American mixed martial arts fighter (born 1992)

Miranda Granger (born April 13, 1992) is an American mixed martial artist who competes in the strawweight division. A professional since 2017, she most notably competed in the Ultimate Fighting Championship.

==Background==
The daughter of Gordy and Cheryl Granger, Miranda was born and raised in Everett, Washington. She attended Snohomish High School for two years before transferring to Glacier Peak High School from where she graduated in 2010. Besides training taekwondo, she lettered overall ten times in soccer, basketball and softball.

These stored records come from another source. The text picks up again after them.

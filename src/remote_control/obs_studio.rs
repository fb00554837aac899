//! OBS Studio dialect, the native v5 websocket protocol. Every frame is an
//! `{ op, d }` envelope. The remote opens with a Hello carrying the auth
//! challenge, the client answers with Identify, and an Identified frame
//! completes the handshake.

use base64::{engine::general_purpose, Engine as _};
use serde::{Deserialize, Serialize};
use serde_json::Value;
use sha2::{Digest, Sha256};

use super::dialect::{DialectCodec, Inbound, Response, ResponseBody};
use super::Scene;

const RPC_VERSION: u64 = 1;

mod op {
    pub const HELLO: u64 = 0;
    pub const IDENTIFY: u64 = 1;
    pub const IDENTIFIED: u64 = 2;
    pub const REQUEST: u64 = 6;
    pub const REQUEST_RESPONSE: u64 = 7;
}

#[derive(Serialize, Debug)]
struct Envelope<D> {
    op: u64,
    d: D,
}

#[derive(Serialize, Debug)]
#[serde(rename_all = "camelCase")]
struct Identify<'a> {
    rpc_version: u64,
    authentication: &'a str,
}

#[derive(Serialize, Debug)]
#[serde(rename_all = "camelCase")]
struct Request<'a> {
    request_id: u64,
    request_type: &'a str,
    #[serde(skip_serializing_if = "Option::is_none")]
    request_data: Option<RequestData<'a>>,
}

#[derive(Serialize, Debug)]
#[serde(rename_all = "camelCase")]
struct RequestData<'a> {
    scene_name: &'a str,
}

#[derive(Deserialize, Debug)]
struct RawEnvelope {
    op: u64,
    #[serde(default)]
    d: Value,
}

#[derive(Deserialize, Debug)]
struct Hello {
    authentication: Option<AuthChallenge>,
}

#[derive(Deserialize, Debug)]
struct AuthChallenge {
    challenge: String,
    salt: String,
}

#[derive(Deserialize, Debug)]
#[serde(rename_all = "camelCase")]
struct RawResponse {
    request_id: u64,
    request_type: String,
    #[serde(default)]
    response_data: Option<Value>,
    #[serde(default)]
    request_status: Option<RequestStatus>,
}

#[derive(Deserialize, Debug)]
struct RequestStatus {
    result: bool,
}

#[derive(Deserialize, Debug)]
#[serde(rename_all = "camelCase")]
struct SceneListData {
    scenes: Vec<RemoteScene>,
}

#[derive(Deserialize, Debug)]
#[serde(rename_all = "camelCase")]
struct RemoteScene {
    scene_uuid: String,
    scene_name: String,
}

#[derive(Deserialize, Debug)]
#[serde(rename_all = "camelCase")]
struct ProgramSceneData {
    current_program_scene_uuid: String,
    current_program_scene_name: String,
}

pub struct ObsStudioCodec {
    auth_secret: String,
}

impl ObsStudioCodec {
    pub fn new(auth_secret: &str) -> Self {
        Self {
            auth_secret: auth_secret.to_string(),
        }
    }

    fn request(&self, id: u64, request_type: &str, request_data: Option<RequestData>) -> String {
        let request = Envelope {
            op: op::REQUEST,
            d: Request {
                request_id: id,
                request_type,
                request_data,
            },
        };

        serde_json::to_string(&request).unwrap()
    }

    fn identify(&self, d: Value) -> Inbound {
        let hello: Hello = match serde_json::from_value(d) {
            Ok(h) => h,
            // A hello we cannot read is as fatal as a refusal.
            Err(_) => return Inbound::AuthRejected,
        };

        let auth = match hello.authentication {
            Some(a) => a,
            // No challenge offered means the handshake cannot proceed.
            None => return Inbound::AuthRejected,
        };

        let authentication = auth_response(&self.auth_secret, &auth.salt, &auth.challenge);
        let identify = Envelope {
            op: op::IDENTIFY,
            d: Identify {
                rpc_version: RPC_VERSION,
                authentication: &authentication,
            },
        };

        Inbound::Handshake(serde_json::to_string(&identify).unwrap())
    }

    fn response(d: Value) -> Inbound {
        let response: RawResponse = match serde_json::from_value(d) {
            Ok(r) => r,
            Err(_) => return Inbound::Ignored,
        };

        let body = match response.request_type.as_str() {
            "GetSceneList" => {
                let data: SceneListData = match response
                    .response_data
                    .and_then(|d| serde_json::from_value(d).ok())
                {
                    Some(d) => d,
                    None => return Inbound::Ignored,
                };

                ResponseBody::Scenes(
                    data.scenes
                        .into_iter()
                        .map(|s| Scene {
                            id: s.scene_uuid,
                            name: s.scene_name,
                        })
                        .collect(),
                )
            }
            "GetCurrentProgramScene" => {
                let data: Option<ProgramSceneData> = response
                    .response_data
                    .and_then(|d| serde_json::from_value(d).ok());

                ResponseBody::ActiveScene(data.map(|d| Scene {
                    id: d.current_program_scene_uuid,
                    name: d.current_program_scene_name,
                }))
            }
            "SetCurrentProgramScene" => {
                ResponseBody::Ack(response.request_status.map(|s| s.result).unwrap_or(false))
            }
            _ => return Inbound::Ignored,
        };

        Inbound::Response(Response {
            request_id: response.request_id,
            body,
        })
    }
}

impl DialectCodec for ObsStudioCodec {
    fn endpoint_path(&self) -> &'static str {
        ""
    }

    fn open_request(&self, _request_id: u64) -> Option<String> {
        None
    }

    fn list_scenes_request(&self, request_id: u64) -> String {
        self.request(request_id, "GetSceneList", None)
    }

    fn active_scene_request(&self, request_id: u64) -> String {
        self.request(request_id, "GetCurrentProgramScene", None)
    }

    fn set_active_scene_request(&self, request_id: u64, scene: &Scene) -> String {
        // Writes address the scene by name, reads return uuid and name.
        self.request(
            request_id,
            "SetCurrentProgramScene",
            Some(RequestData {
                scene_name: &scene.name,
            }),
        )
    }

    fn parse_message(&self, raw: &str) -> Inbound {
        let envelope: RawEnvelope = match serde_json::from_str(raw) {
            Ok(e) => e,
            Err(_) => return Inbound::Ignored,
        };

        match envelope.op {
            op::HELLO => self.identify(envelope.d),
            op::IDENTIFIED => Inbound::Authenticated,
            op::REQUEST_RESPONSE => Self::response(envelope.d),
            _ => Inbound::Ignored,
        }
    }
}

/// The v5 auth chain: the secret and salt are hashed, the base64 of that
/// hash is concatenated with the challenge and hashed again.
pub(crate) fn auth_response(secret: &str, salt: &str, challenge: &str) -> String {
    let hash = Sha256::digest(format!("{}{}", secret, salt));
    let hash = general_purpose::STANDARD.encode(hash);

    let response = Sha256::digest(format!("{}{}", hash, challenge));
    general_purpose::STANDARD.encode(response)
}

#[cfg(test)]
mod tests {
    use super::*;

    const AUTH_FIXTURE: &str = "NtGc3MbPN5LC5pswM2YdENjAoMg8UaGMsNsq8iiWYDA=";

    fn codec() -> ObsStudioCodec {
        ObsStudioCodec::new("s3cret")
    }

    #[test]
    fn auth_response_is_deterministic() {
        let first = auth_response("s3cret", "SALT", "CHAL");
        let second = auth_response("s3cret", "SALT", "CHAL");

        assert_eq!(AUTH_FIXTURE, first);
        assert_eq!(first, second);
    }

    #[test]
    fn hello_with_challenge_becomes_identify() {
        let hello = r#"{"op":0,"d":{"obsWebSocketVersion":"5.0.1","rpcVersion":1,"authentication":{"challenge":"CHAL","salt":"SALT"}}}"#;

        let expected = format!(
            r#"{{"op":1,"d":{{"rpcVersion":1,"authentication":"{}"}}}}"#,
            AUTH_FIXTURE
        );

        assert_eq!(
            Inbound::Handshake(expected),
            codec().parse_message(hello)
        );
    }

    #[test]
    fn hello_without_authentication_is_a_rejection() {
        let hello = r#"{"op":0,"d":{"obsWebSocketVersion":"5.0.1","rpcVersion":1}}"#;

        assert_eq!(Inbound::AuthRejected, codec().parse_message(hello));
    }

    #[test]
    fn identified_completes_the_handshake() {
        let identified = r#"{"op":2,"d":{"negotiatedRpcVersion":1}}"#;

        assert_eq!(Inbound::Authenticated, codec().parse_message(identified));
    }

    #[test]
    fn list_scenes_request_has_no_data() {
        assert_eq!(
            r#"{"op":6,"d":{"requestId":250,"requestType":"GetSceneList"}}"#,
            codec().list_scenes_request(250)
        );
    }

    #[test]
    fn scene_list_reply_round_trips() {
        let raw = r#"{"op":7,"d":{"requestId":250,"requestType":"GetSceneList","responseData":{"scenes":[{"sceneUuid":"abc","sceneName":"Main"}]}}}"#;

        assert_eq!(
            Inbound::Response(Response {
                request_id: 250,
                body: ResponseBody::Scenes(vec![Scene {
                    id: "abc".to_string(),
                    name: "Main".to_string()
                }]),
            }),
            codec().parse_message(raw)
        );
    }

    #[test]
    fn set_active_scene_sends_the_name_never_the_id() {
        let scene = Scene {
            id: "uuid-1".to_string(),
            name: "Main".to_string(),
        };

        assert_eq!(
            r#"{"op":6,"d":{"requestId":414,"requestType":"SetCurrentProgramScene","requestData":{"sceneName":"Main"}}}"#,
            codec().set_active_scene_request(414, &scene)
        );
    }

    #[test]
    fn active_scene_reply_maps_uuid_and_name() {
        let raw = r#"{"op":7,"d":{"requestId":301,"requestType":"GetCurrentProgramScene","responseData":{"currentProgramSceneUuid":"u1","currentProgramSceneName":"Main","sceneUuid":"u1","sceneName":"Main"}}}"#;

        assert_eq!(
            Inbound::Response(Response {
                request_id: 301,
                body: ResponseBody::ActiveScene(Some(Scene {
                    id: "u1".to_string(),
                    name: "Main".to_string()
                })),
            }),
            codec().parse_message(raw)
        );
    }

    #[test]
    fn set_active_scene_reply_reports_the_outcome() {
        let refused = r#"{"op":7,"d":{"requestId":400,"requestType":"SetCurrentProgramScene","requestStatus":{"result":false,"code":600}}}"#;

        assert_eq!(
            Inbound::Response(Response {
                request_id: 400,
                body: ResponseBody::Ack(false),
            }),
            codec().parse_message(refused)
        );
    }

    #[test]
    fn unusable_frames_are_ignored() {
        let codec = codec();

        assert_eq!(Inbound::Ignored, codec.parse_message("not json"));
        assert_eq!(Inbound::Ignored, codec.parse_message(r#"{"op":5,"d":{}}"#));
        assert_eq!(Inbound::Ignored, codec.parse_message(r#"{"op":7,"d":{}}"#));
        assert_eq!(Inbound::Ignored, codec.parse_message(r#"{"d":{}}"#));
    }
}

After the high school, Miranda continued playing softball and basketball while attending Everett Community College for a year before transferring to Bellevue College where she focused in softball.

After the college she returned to martial arts and begun to train kickboxing before picking up other disciplines of mixed martial arts.

==Mixed martial arts career==

===Early career===
Granger made her professional debut on August 25, 2017, and amassed a 3-0 record before she was scheduled to face Amy Montenegro for the vacant DFC Strawweight Championship. She won the fight by a first-round submission.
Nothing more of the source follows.